Traza un círculo en el aire con el índice, indicando que casi ha concluido la conversación. Ron Quigley no suele alterarse tan fácilmente y Joanne siente un repentino cosquilleo de ilusión a la vez que un inminente temor. Es raro que a estas alturas las novedades traigan buenas noticias. Confía en que no haya desaparecido otra adolescente más, en primer lugar porque sería una tragedia, naturalmente. Pero, además, porque no le quedaría más remedio que dejar en libertad a Guy Riverty, puesto que esta vez tendría la coartada perfecta: ella misma lo estaba interrogando.

Ron cuelga el auricular y arranca la hoja del bloc donde ha tomado sus notas.

Antes de dirigirse a Joanne, inspira profundamente.

—La chica número tres ha aparecido. Las circunstancias son idénticas: fue abandonada en Bowness, no tiene idea de dónde está y cree haber sido violada. Puede que repetidas veces. No la han encontrado en muy buen estado.

Ron habla con la mandíbula tensa. Le cuesta escupir las últimas palabras.

—Entonces ¿qué ha sido de la número dos? —pregunta Joanne—. ¿Qué pasa con Lucinda Riverty?
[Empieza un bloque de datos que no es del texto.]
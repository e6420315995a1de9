use once_cell::sync::Lazy;
use regex::Regex;

use super::params::ParamPair;

/// Scheme prefix every Token `Authorization` header starts with.
pub const TOKEN_SCHEME: &str = "Token ";

/// Key the leading parameter is normalized to.
pub const TOKEN_KEY: &str = "token=";

// Clients mix all three separator styles.
static PAIR_DELIMITERS: Lazy<Regex> =
    Lazy::new(|| Regex::new(r"\s*(?:,|;|\t+)\s*").expect("delimiter pattern is valid"));

/// Check whether a header value uses the Token scheme.
///
/// The match is case-sensitive and anchored at the start of the string,
/// and requires the single trailing space.
pub fn has_token_scheme(header: &str) -> bool {
    header.starts_with(TOKEN_SCHEME)
}

/// Parse a Token `Authorization` header into ordered parameter pairs.
///
/// Callers are expected to check [`has_token_scheme`] first. The returned
/// sequence is never empty and its first key is always `token`, whether the
/// client sent `Token abc123` or `Token token="abc123"`. Duplicate keys are
/// kept in order.
///
/// # Arguments
/// * `header` - Raw `Authorization` header value
///
/// # Returns
/// Parameter pairs in header order, values unquoted
pub fn tokenize(header: &str) -> Vec<ParamPair> {
    rewrite_param_values(params_array_from(raw_params(header)))
}

/// Strip the scheme prefix and split the remainder into raw `key=value` strings.
///
/// A leading bare value gets the `token=` key prepended.
pub fn raw_params(header: &str) -> Vec<String> {
    let blob = header.strip_prefix(TOKEN_SCHEME).unwrap_or(header);

    let mut params: Vec<String> = PAIR_DELIMITERS
        .split(blob)
        .map(str::to_string)
        .collect();

    // `Regex::split` always yields at least one item, even for "".
    if let Some(first) = params.first_mut() {
        if !first.starts_with(TOKEN_KEY) {
            first.insert_str(0, TOKEN_KEY);
        }
    }

    params
}

/// Split each raw parameter on its first `=`.
///
/// Everything after the first `=` belongs to the value, so values may contain
/// `=` but keys may not. A parameter without `=` becomes a key with an empty value.
pub fn params_array_from<I, S>(raw: I) -> Vec<ParamPair>
where
    I: IntoIterator<Item = S>,
    S: AsRef<str>,
{
    raw.into_iter()
        .map(|param| match param.as_ref().split_once('=') {
            Some((key, value)) => ParamPair::new(key, value),
            None => ParamPair::new(param.as_ref(), ""),
        })
        .collect()
}

/// Unquote every value in place.
pub fn rewrite_param_values(pairs: Vec<ParamPair>) -> Vec<ParamPair> {
    pairs
        .into_iter()
        .map(|mut pair| {
            if let Some(inner) = strip_quotes(&pair.value) {
                pair.value = inner.to_string();
            }
            pair
        })
        .collect()
}

/// Remove one pair of surrounding double quotes, if both are present.
///
/// Values without a matching pair of quotes come back unchanged.
pub fn unquote(value: &str) -> &str {
    strip_quotes(value).unwrap_or(value)
}

fn strip_quotes(value: &str) -> Option<&str> {
    value.strip_prefix('"')?.strip_suffix('"')
}

#[cfg(test)]
mod tests {
    use super::*;

    fn pairs(expected: &[(&str, &str)]) -> Vec<ParamPair> {
        expected
            .iter()
            .map(|(key, value)| ParamPair::new(*key, *value))
            .collect()
    }

    #[test]
    fn test_has_token_scheme() {
        assert!(has_token_scheme("Token abc"));
        assert!(has_token_scheme("Token "));
        assert!(!has_token_scheme("token abc"));
        assert!(!has_token_scheme("Bearer abc"));
        assert!(!has_token_scheme("Token"));
        assert!(!has_token_scheme(" Token abc"));
    }

    #[test]
    fn test_raw_params_mixed_delimiters() {
        let result = raw_params("Token token=fake; test=something, param2=true");
        assert_eq!(result, vec!["token=fake", "test=something", "param2=true"]);
    }

    #[test]
    fn test_raw_params_tabs_and_padding() {
        let result = raw_params("Token token=fake\t\ttest=something ,  param2=true");
        assert_eq!(result, vec!["token=fake", "test=something", "param2=true"]);
    }

    #[test]
    fn test_raw_params_prepends_token_key() {
        assert_eq!(raw_params("Token abc123"), vec!["token=abc123"]);
        assert_eq!(raw_params("Token token=abc123"), vec!["token=abc123"]);
    }

    #[test]
    fn test_raw_params_only_first_param_inferred() {
        let result = raw_params("Token abc123, flag");
        assert_eq!(result, vec!["token=abc123", "flag"]);
    }

    #[test]
    fn test_params_array_from() {
        let result = params_array_from(["token=fake", "param2=true"]);
        assert_eq!(result, pairs(&[("token", "fake"), ("param2", "true")]));
    }

    #[test]
    fn test_params_array_from_splits_on_first_equals() {
        let result = params_array_from(["token=abc==", "sig=a=b=c"]);
        assert_eq!(result, pairs(&[("token", "abc=="), ("sig", "a=b=c")]));
    }

    #[test]
    fn test_params_array_from_missing_value() {
        let result = params_array_from(["flag", "empty="]);
        assert_eq!(result, pairs(&[("flag", ""), ("empty", "")]));
    }

    #[test]
    fn test_rewrite_param_values_removes_quotes() {
        let result = rewrite_param_values(pairs(&[("token", "\"fake\""), ("param2", "\"true\"")]));
        assert_eq!(result, pairs(&[("token", "fake"), ("param2", "true")]));
    }

    #[test]
    fn test_unquote() {
        assert_eq!(unquote("\"info\""), "info");
        assert_eq!(unquote("info"), "info");
        assert_eq!(unquote("\"\""), "");
        assert_eq!(unquote(""), "");
    }

    #[test]
    fn test_unquote_requires_both_quotes() {
        assert_eq!(unquote("\"open"), "\"open");
        assert_eq!(unquote("close\""), "close\"");
        assert_eq!(unquote("\""), "\"");
    }

    #[test]
    fn test_unquote_is_stable_on_unquoted_values() {
        let once = unquote("\"mytesttoken\"");
        assert_eq!(unquote(once), once);
    }

    #[test]
    fn test_tokenize_delimiter_styles_are_equivalent() {
        let expected = pairs(&[("token", "fake"), ("test", "something"), ("param2", "true")]);

        for header in [
            "Token token=fake; test=something, param2=true",
            "Token token=fake, test=something, param2=true",
            "Token token=fake;test=something;param2=true",
            "Token token=fake\ttest=something\t\tparam2=true",
            "Token token=fake ;\ttest=something\t, param2=true",
        ] {
            assert_eq!(tokenize(header), expected, "header: {header:?}");
        }
    }

    #[test]
    fn test_tokenize_bare_and_keyed_token_are_equivalent() {
        let bare = tokenize("Token abc123");
        let keyed = tokenize("Token token=abc123");
        let quoted = tokenize("Token token=\"abc123\"");

        assert_eq!(bare[0], ParamPair::new("token", "abc123"));
        assert_eq!(bare, keyed);
        assert_eq!(bare, quoted);
    }

    #[test]
    fn test_tokenize_quoted_params() {
        let result = tokenize("Token token=\"mytesttoken\", extraparams=\"info\"");
        assert_eq!(
            result,
            pairs(&[("token", "mytesttoken"), ("extraparams", "info")])
        );
    }

    #[test]
    fn test_tokenize_empty_blob() {
        assert_eq!(tokenize("Token "), pairs(&[("token", "")]));
    }

    #[test]
    fn test_tokenize_keeps_duplicates_and_empty_params() {
        let result = tokenize("Token abc, a=1, , a=2,");
        assert_eq!(
            result,
            pairs(&[("token", "abc"), ("a", "1"), ("", ""), ("a", "2"), ("", "")])
        );
    }

    #[test]
    fn test_tokenize_first_key_is_always_token() {
        for header in ["Token ", "Token =x", "Token a=b", "Token ,,,", "Token \"q\""] {
            assert_eq!(tokenize(header)[0].key, "token", "header: {header:?}");
        }
    }
}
Si la uno y las tres están de vuelta, ¿qué hay de Lucinda?

—Gran misterio —dice Ron con semblante sombrío—. Tenemos reunión con el inspector jefe dentro de cinco minutos, quizá arroje alguna luz sobre el asunto.

—Y mientras, ¿qué hago con Guy Riverty?

—¿Sigue en la sala de interrogatorios?

Joanne asiente con la cabeza.

—¿Ha soltado ya dónde estaba esta mañana?

—No, dice que no guarda relación con la investigación.

—¿Que no guarda relación? —Ron ladea ligeramente la cabeza—. Pues entonces deja al cabrón que espere.